Supplied records:

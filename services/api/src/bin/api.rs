//! services/api/src/bin/api.rs

use api_lib::{
    adapters::{JsonStoreAdapter, UploadStore},
    config::Config,
    error::ApiError,
    web::{self, state::AppState, ApiDoc},
};
use axum::http::{
    header::{ACCEPT, AUTHORIZATION, CONTENT_TYPE},
    HeaderValue, Method,
};
use axum::Router;
use std::sync::Arc;
use tower_http::cors::CorsLayer;
use tracing::info;
use tracing_subscriber::{layer::SubscriberExt, util::SubscriberInitExt};
use utoipa::OpenApi;
use utoipa_swagger_ui::SwaggerUi;

#[tokio::main]
async fn main() -> Result<(), ApiError> {
    // --- 1. Load Configuration & Set Up Logging ---
    let config = Arc::new(Config::from_env()?);
    tracing_subscriber::registry()
        .with(tracing_subscriber::EnvFilter::new(config.log_level.to_string()))
        .with(tracing_subscriber::fmt::layer())
        .init();
    info!("Configuration loaded. Starting server...");

    // --- 2. Initialize the Store and Upload Adapters ---
    info!(
        "Using store documents {} and {}",
        config.data_file.display(),
        config.pharmacy_file.display()
    );
    let store = Arc::new(JsonStoreAdapter::new(
        config.data_file.clone(),
        config.pharmacy_file.clone(),
    ));
    tokio::fs::create_dir_all(&config.upload_dir).await?;
    let uploads = Arc::new(UploadStore::new(config.upload_dir.clone()));

    // --- 3. Build the Shared AppState ---
    let app_state = Arc::new(AppState {
        store,
        uploads,
        config: config.clone(),
    });

    let cors = CorsLayer::new()
        .allow_origin("http://localhost:3000".parse::<HeaderValue>().map_err(|e| {
            ApiError::Internal(format!("Invalid CORS origin: {e}"))
        })?)
        .allow_credentials(true)
        .allow_methods([
            Method::GET,
            Method::POST,
            Method::PUT,
            Method::DELETE,
            Method::OPTIONS,
        ])
        .allow_headers([AUTHORIZATION, CONTENT_TYPE, ACCEPT]);

    // --- 4. Create the Web Router ---
    let api_router = web::router(app_state).layer(cors);

    // Merge the API router with the Swagger UI router for a complete application.
    let app = Router::new()
        .merge(api_router)
        .merge(SwaggerUi::new("/swagger-ui").url("/api-docs/openapi.json", ApiDoc::openapi()));

    // --- 5. Start the Server ---
    info!("Starting server on {}", config.bind_address);
    info!(
        "Swagger UI available at http://{}/swagger-ui",
        config.bind_address
    );
    let listener = tokio::net::TcpListener::bind(&config.bind_address).await?;
    axum::serve(listener, app).await?;

    Ok(())
}
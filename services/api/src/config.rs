//! services/api/src/config.rs
//!
//! Defines the application's configuration structure and loading logic.
//!
//! All configuration is loaded from environment variables at startup. The `.env`
//! file is used for local development.

use std::net::SocketAddr;
use std::path::PathBuf;
use tracing::Level;

/// A custom error type for configuration loading failures.
#[derive(Debug, thiserror::Error)]
pub enum ConfigError {
    #[error("Missing the environment variable {0}")]
    MissingVar(String),
    #[error("Invalid value for the environment variable {0}: {1}")]
    InvalidValue(String, String),
}

/// Holds all configuration loaded from the environment at startup.
#[derive(Clone, Debug)]
pub struct Config {
    pub bind_address: SocketAddr,
    pub data_file: PathBuf,
    pub pharmacy_file: PathBuf,
    pub upload_dir: PathBuf,
    pub log_level: Level,
}

impl Config {
    /// Loads configuration from environment variables.
    ///
    /// It will look for a `.env` file in the current directory for development,
    /// but this is skipped in test environments to ensure tests are hermetic.
    pub fn from_env() -> Result<Self, ConfigError> {
        // Only load from .env in non-test mode to avoid contamination.
        if !cfg!(test) {
            dotenvy::dotenv().ok();
        }

        // --- Load Server Settings ---
        let bind_address_str =
            std::env::var("BIND_ADDRESS").unwrap_or_else(|_| "0.0.0.0:3000".to_string());
        let bind_address = bind_address_str
            .parse::<SocketAddr>()
            .map_err(|e| ConfigError::InvalidValue("BIND_ADDRESS".to_string(), e.to_string()))?;

        let log_level_str = std::env::var("RUST_LOG").unwrap_or_else(|_| "INFO".to_string());
        let log_level = log_level_str.parse::<Level>().map_err(|_| {
            ConfigError::InvalidValue(
                "RUST_LOG".to_string(),
                format!("'{}' is not a valid log level", log_level_str),
            )
        })?;

        // --- Load Store Settings ---
        let data_file = std::env::var("DATA_FILE")
            .map(PathBuf::from)
            .unwrap_or_else(|_| PathBuf::from("./database.json"));

        let pharmacy_file = std::env::var("PHARMACY_FILE")
            .map(PathBuf::from)
            .unwrap_or_else(|_| PathBuf::from("./pharmacy.json"));

        let upload_dir = std::env::var("UPLOAD_DIR")
            .map(PathBuf::from)
            .unwrap_or_else(|_| PathBuf::from("./uploads"));

        Ok(Self {
            bind_address,
            data_file,
            pharmacy_file,
            upload_dir,
            log_level,
        })
    }
}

Activity: If a line in the entries contains the word "axum", copy that line out.

Answer below:
use axum::http::{
use axum::Router;
    axum::serve(listener, app).await?;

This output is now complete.